Collected data:
════════
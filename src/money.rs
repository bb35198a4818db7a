//! Decimal helpers for fee amounts.
//!
//! Amounts reach us as JSON numbers, numeric strings, or garbage. Parsing is
//! lenient: anything that does not read as a finite decimal is `None`, and the
//! caller decides whether that means zero.

use rust_decimal::prelude::*;

/// Display precision for every money figure.
pub const DECIMAL_PLACES: u32 = 2;

/// Parse a raw amount such as `"5000"`, `"1,250.50"`, `" ₹300 "` or `"(20)"`.
pub fn parse_decimal(raw: &str) -> Option<Decimal> {
    let s: String = raw
        .trim()
        .chars()
        .filter(|c| !matches!(c, ',' | '"' | '$' | '₹' | ' '))
        .collect();
    if s.is_empty() {
        return None;
    }
    if let Some(inner) = s.strip_prefix('(').and_then(|v| v.strip_suffix(')')) {
        return parse_plain(inner).map(|d| -d);
    }
    parse_plain(&s)
}

fn parse_plain(s: &str) -> Option<Decimal> {
    Decimal::from_str(s)
        .ok()
        .or_else(|| Decimal::from_scientific(s).ok())
}

/// Parse, degrading anything unreadable to zero.
pub fn parse_or_zero(raw: Option<&str>) -> Decimal {
    raw.and_then(parse_decimal).unwrap_or(Decimal::ZERO)
}

/// Round half away from zero to two places.
pub fn round2(value: Decimal) -> Decimal {
    value.round_dp_with_strategy(DECIMAL_PLACES, RoundingStrategy::MidpointAwayFromZero)
}

/// `max(value, 0)`, normalising negative zero.
pub fn clamp_non_negative(value: Decimal) -> Decimal {
    if value.is_sign_negative() || value.is_zero() {
        Decimal::ZERO
    } else {
        value
    }
}

/// Sum that stops at `Decimal::MAX` (or `MIN`) instead of overflowing.
pub fn saturating_sum<I: IntoIterator<Item = Decimal>>(values: I) -> Decimal {
    values
        .into_iter()
        .fold(Decimal::ZERO, |acc, v| acc.saturating_add(v))
}

#[cfg(test)]
mod tests {
    use super::*;

    #[test]
    fn test_parse_plain_and_formatted() {
        assert_eq!(parse_decimal("5000"), Some(Decimal::from(5000)));
        assert_eq!(parse_decimal(" 1,250.50 "), Some(Decimal::new(125050, 2)));
        assert_eq!(parse_decimal("₹300"), Some(Decimal::from(300)));
        assert_eq!(parse_decimal("(20.00)"), Some(Decimal::new(-2000, 2)));
    }

    #[test]
    fn test_parse_rejects_garbage() {
        assert_eq!(parse_decimal(""), None);
        assert_eq!(parse_decimal("abc"), None);
        assert_eq!(parse_decimal("NaN"), None);
        assert_eq!(parse_or_zero(None), Decimal::ZERO);
        assert_eq!(parse_or_zero(Some("twelve")), Decimal::ZERO);
    }

    #[test]
    fn test_round2_half_away_from_zero() {
        assert_eq!(round2(Decimal::new(10005, 3)), Decimal::new(1001, 2));
        assert_eq!(round2(Decimal::new(-10005, 3)), Decimal::new(-1001, 2));
    }

    #[test]
    fn test_clamp_never_negative() {
        assert_eq!(clamp_non_negative(Decimal::from(-1000)), Decimal::ZERO);
        assert!(!clamp_non_negative(-Decimal::ZERO).is_sign_negative());
        assert_eq!(clamp_non_negative(Decimal::from(3000)), Decimal::from(3000));
    }

    #[test]
    fn test_saturating_sum_caps_at_max() {
        assert_eq!(saturating_sum([Decimal::MAX, Decimal::MAX]), Decimal::MAX);
        assert_eq!(saturating_sum(vec![Decimal::from(2), Decimal::new(5, 1)]), Decimal::new(25, 1));
        assert_eq!(saturating_sum(Vec::new()), Decimal::ZERO);
    }
}
use std::path::{Path, PathBuf};

use serde::{Deserialize, Serialize};

use crate::db::DB_FILE;
use crate::error::{BursarError, Result};
use crate::reconciler::OverpaymentPolicy;

pub const API_URL_ENV: &str = "BURSAR_API_URL";

#[derive(Debug, Clone, Serialize, Deserialize)]
pub struct Settings {
    pub data_dir: String,
    #[serde(default = "default_api_url")]
    pub api_url: String,
    #[serde(default = "default_currency_symbol")]
    pub currency_symbol: String,
    #[serde(default)]
    pub overpayment: OverpaymentPolicy,
    /// Payer used by `fees` and `export` when `--payer` is omitted.
    #[serde(default)]
    pub default_payer: Option<String>,
}

fn default_api_url() -> String {
    "http://localhost:8000".to_string()
}

fn default_currency_symbol() -> String {
    "\u{20b9}".to_string()
}

impl Default for Settings {
    fn default() -> Self {
        Self {
            data_dir: default_data_dir().to_string_lossy().to_string(),
            api_url: default_api_url(),
            currency_symbol: default_currency_symbol(),
            overpayment: OverpaymentPolicy::default(),
            default_payer: None,
        }
    }
}

impl Settings {
    pub fn db_path(&self) -> PathBuf {
        PathBuf::from(&self.data_dir).join(DB_FILE)
    }

    /// Backend URL, with the environment taking precedence over the file.
    pub fn effective_api_url(&self) -> String {
        std::env::var(API_URL_ENV)
            .ok()
            .filter(|v| !v.trim().is_empty())
            .unwrap_or_else(|| self.api_url.clone())
    }
}

fn config_dir() -> PathBuf {
    dirs::home_dir()
        .unwrap_or_else(|| PathBuf::from("."))
        .join(".config")
        .join("bursar")
}

fn settings_path() -> PathBuf {
    config_dir().join("settings.json")
}

fn default_data_dir() -> PathBuf {
    dirs::home_dir()
        .unwrap_or_else(|| PathBuf::from("."))
        .join("Documents")
        .join("bursar")
}

pub fn load_settings() -> Settings {
    load_settings_from(&settings_path())
}

pub fn load_settings_from(path: &Path) -> Settings {
    if !path.exists() {
        return Settings::default();
    }
    let content = std::fs::read_to_string(path).unwrap_or_default();
    match serde_json::from_str(&content) {
        Ok(s) => s,
        Err(e) => {
            tracing::warn!(path = %path.display(), "ignoring unreadable settings: {e}");
            Settings::default()
        }
    }
}

pub fn save_settings(settings: &Settings) -> Result<()> {
    save_settings_to(settings, &settings_path())
}

pub fn save_settings_to(settings: &Settings, path: &Path) -> Result<()> {
    if let Some(dir) = path.parent() {
        std::fs::create_dir_all(dir)?;
    }
    let json = serde_json::to_string_pretty(settings)
        .map_err(|e| BursarError::Settings(e.to_string()))?;
    std::fs::write(path, format!("{json}\n"))?;
    Ok(())
}

pub fn shellexpand_path(path: &str) -> String {
    if path.starts_with('~') {
        if let Some(home) = dirs::home_dir() {
            return path.replacen('~', &home.to_string_lossy(), 1);
        }
    }
    std::fs::canonicalize(path)
        .unwrap_or_else(|_| PathBuf::from(path))
        .to_string_lossy()
        .to_string()
}
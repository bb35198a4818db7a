use std::fmt;
use std::str::FromStr;

use serde::{Deserialize, Deserializer, Serialize};

/// A fee template: what one class/section owes for one fee type in a year.
#[derive(Debug, Clone, Default, PartialEq, Serialize, Deserialize)]
pub struct FeeStructure {
    #[serde(default, deserialize_with = "lenient_id")]
    pub id: Option<i64>,
    #[serde(default, deserialize_with = "lenient_string")]
    pub class_name: Option<String>,
    #[serde(default, deserialize_with = "lenient_string")]
    pub section: Option<String>,
    #[serde(default, deserialize_with = "lenient_string")]
    pub fee_type: Option<String>,
    /// Raw amount as sent by the backend; parsed during reconciliation.
    #[serde(default, deserialize_with = "lenient_string")]
    pub amount: Option<String>,
    #[serde(default, deserialize_with = "lenient_string")]
    pub frequency: Option<String>,
    #[serde(default, deserialize_with = "lenient_string")]
    pub academic_year: Option<String>,
}

/// One payment event against a fee structure. Append-only.
#[derive(Debug, Clone, Default, PartialEq, Serialize, Deserialize)]
pub struct FeePayment {
    #[serde(default, deserialize_with = "lenient_id")]
    pub id: Option<i64>,
    /// Payer identity, usually an email. Older endpoints call it `student`.
    #[serde(default, alias = "student", deserialize_with = "lenient_string")]
    pub payer: Option<String>,
    #[serde(default, alias = "student_name", deserialize_with = "lenient_string")]
    pub payer_name: Option<String>,
    #[serde(default, deserialize_with = "lenient_id")]
    pub fee_structure: Option<i64>,
    #[serde(default, deserialize_with = "lenient_string")]
    pub amount_paid: Option<String>,
    #[serde(default, deserialize_with = "lenient_string")]
    pub payment_date: Option<String>,
    #[serde(default, deserialize_with = "lenient_string")]
    pub payment_method: Option<String>,
    #[serde(default, deserialize_with = "lenient_string")]
    pub transaction_id: Option<String>,
    #[serde(default, deserialize_with = "lenient_string")]
    pub status: Option<String>,
    #[serde(default, deserialize_with = "lenient_string")]
    pub remarks: Option<String>,
}

impl FeePayment {
    /// Payments carry no status other than Paid by construction; a missing
    /// status is read as Paid.
    pub fn is_paid(&self) -> bool {
        match self.status.as_deref().map(str::trim) {
            None | Some("") => true,
            Some(s) => s.eq_ignore_ascii_case("paid"),
        }
    }
}

#[derive(Debug, Clone, Default, PartialEq, Serialize, Deserialize)]
pub struct Student {
    #[serde(default, deserialize_with = "lenient_id")]
    pub id: Option<i64>,
    #[serde(default, alias = "full_name", deserialize_with = "lenient_string")]
    pub name: Option<String>,
    #[serde(default, deserialize_with = "lenient_string")]
    pub email: Option<String>,
    #[serde(default, deserialize_with = "lenient_string")]
    pub class_name: Option<String>,
    #[serde(default, deserialize_with = "lenient_string")]
    pub section: Option<String>,
    #[serde(default, alias = "student_class", deserialize_with = "lenient_id")]
    pub class_id: Option<i64>,
}

#[derive(Debug, Clone, Default, PartialEq, Serialize, Deserialize)]
pub struct SchoolClass {
    #[serde(default, deserialize_with = "lenient_id")]
    pub id: Option<i64>,
    #[serde(default, alias = "name", deserialize_with = "lenient_string")]
    pub class_name: Option<String>,
    #[serde(default, deserialize_with = "lenient_string")]
    pub section: Option<String>,
}

/// Body of `POST /fee_payments/`.
#[derive(Debug, Clone, PartialEq, Serialize)]
pub struct NewPayment {
    pub student: String,
    pub fee_structure: i64,
    pub amount_paid: String,
    pub payment_date: String,
    pub payment_method: String,
    pub transaction_id: String,
    pub status: String,
    pub remarks: String,
}

impl From<&NewPayment> for FeePayment {
    fn from(p: &NewPayment) -> Self {
        FeePayment {
            id: None,
            payer: Some(p.student.clone()),
            payer_name: None,
            fee_structure: Some(p.fee_structure),
            amount_paid: Some(p.amount_paid.clone()),
            payment_date: Some(p.payment_date.clone()),
            payment_method: Some(p.payment_method.clone()),
            transaction_id: Some(p.transaction_id.clone()),
            status: Some(p.status.clone()),
            remarks: Some(p.remarks.clone()),
        }
    }
}

#[derive(Debug, Clone, Copy, PartialEq, Eq)]
pub enum PaymentMethod {
    Cash,
    Card,
    BankTransfer,
    Online,
    Cheque,
}

impl PaymentMethod {
    pub const ALL: [PaymentMethod; 5] = [
        Self::Cash,
        Self::Card,
        Self::BankTransfer,
        Self::Online,
        Self::Cheque,
    ];

    pub fn label(&self) -> &'static str {
        match self {
            Self::Cash => "Cash",
            Self::Card => "Card",
            Self::BankTransfer => "Bank Transfer",
            Self::Online => "Online",
            Self::Cheque => "Cheque",
        }
    }
}

impl fmt::Display for PaymentMethod {
    fn fmt(&self, f: &mut fmt::Formatter<'_>) -> fmt::Result {
        f.write_str(self.label())
    }
}

impl FromStr for PaymentMethod {
    type Err = String;

    /// Accepts the display labels plus `bank_transfer` / `bank-transfer` / `check`.
    fn from_str(s: &str) -> Result<Self, Self::Err> {
        let key: String = s
            .trim()
            .to_ascii_lowercase()
            .chars()
            .filter(|c| c.is_ascii_alphanumeric())
            .collect();
        match key.as_str() {
            "cash" => Ok(Self::Cash),
            "card" => Ok(Self::Card),
            "banktransfer" => Ok(Self::BankTransfer),
            "online" => Ok(Self::Online),
            "cheque" | "check" => Ok(Self::Cheque),
            _ => Err(format!(
                "unknown payment method '{s}' (expected one of: {})",
                Self::ALL.map(|m| m.label()).join(", ")
            )),
        }
    }
}

/// Offline copy of the four backend tables.
#[derive(Debug, Clone, Default, Serialize, Deserialize)]
pub struct Snapshot {
    #[serde(default)]
    pub fee_structures: Vec<FeeStructure>,
    #[serde(default)]
    pub fee_payments: Vec<FeePayment>,
    #[serde(default)]
    pub students: Vec<Student>,
    #[serde(default)]
    pub classes: Vec<SchoolClass>,
}

// ---------------------------------------------------------------------------
// Lenient field decoding
// ---------------------------------------------------------------------------

/// Strings, numbers and booleans all become `Some(String)`; null and blank
/// strings become `None`.
fn lenient_string<'de, D>(deserializer: D) -> Result<Option<String>, D::Error>
where
    D: Deserializer<'de>,
{
    let value = Option::<serde_json::Value>::deserialize(deserializer)?;
    Ok(match value {
        Some(serde_json::Value::String(s)) if !s.trim().is_empty() => Some(s),
        Some(serde_json::Value::Number(n)) => Some(n.to_string()),
        Some(serde_json::Value::Bool(b)) => Some(b.to_string()),
        _ => None,
    })
}

/// Integer ids sent either as numbers or numeric strings. Nested objects
/// with an `id` field (expanded foreign keys) are unwrapped.
fn lenient_id<'de, D>(deserializer: D) -> Result<Option<i64>, D::Error>
where
    D: Deserializer<'de>,
{
    let value = Option::<serde_json::Value>::deserialize(deserializer)?;
    Ok(value.as_ref().and_then(id_from_value))
}

fn id_from_value(value: &serde_json::Value) -> Option<i64> {
    match value {
        serde_json::Value::Number(n) => n.as_i64(),
        serde_json::Value::String(s) => s.trim().parse().ok(),
        serde_json::Value::Object(map) => map.get("id").and_then(id_from_value),
        _ => None,
    }
}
════════
### WHAT THIS TASK INVOLVES
Where does the string "content" appear in the records above? Show every line that holds it.

### ANSWER SPACE
    let content = std::fs::read_to_string(path).unwrap_or_default();
    match serde_json::from_str(&content) {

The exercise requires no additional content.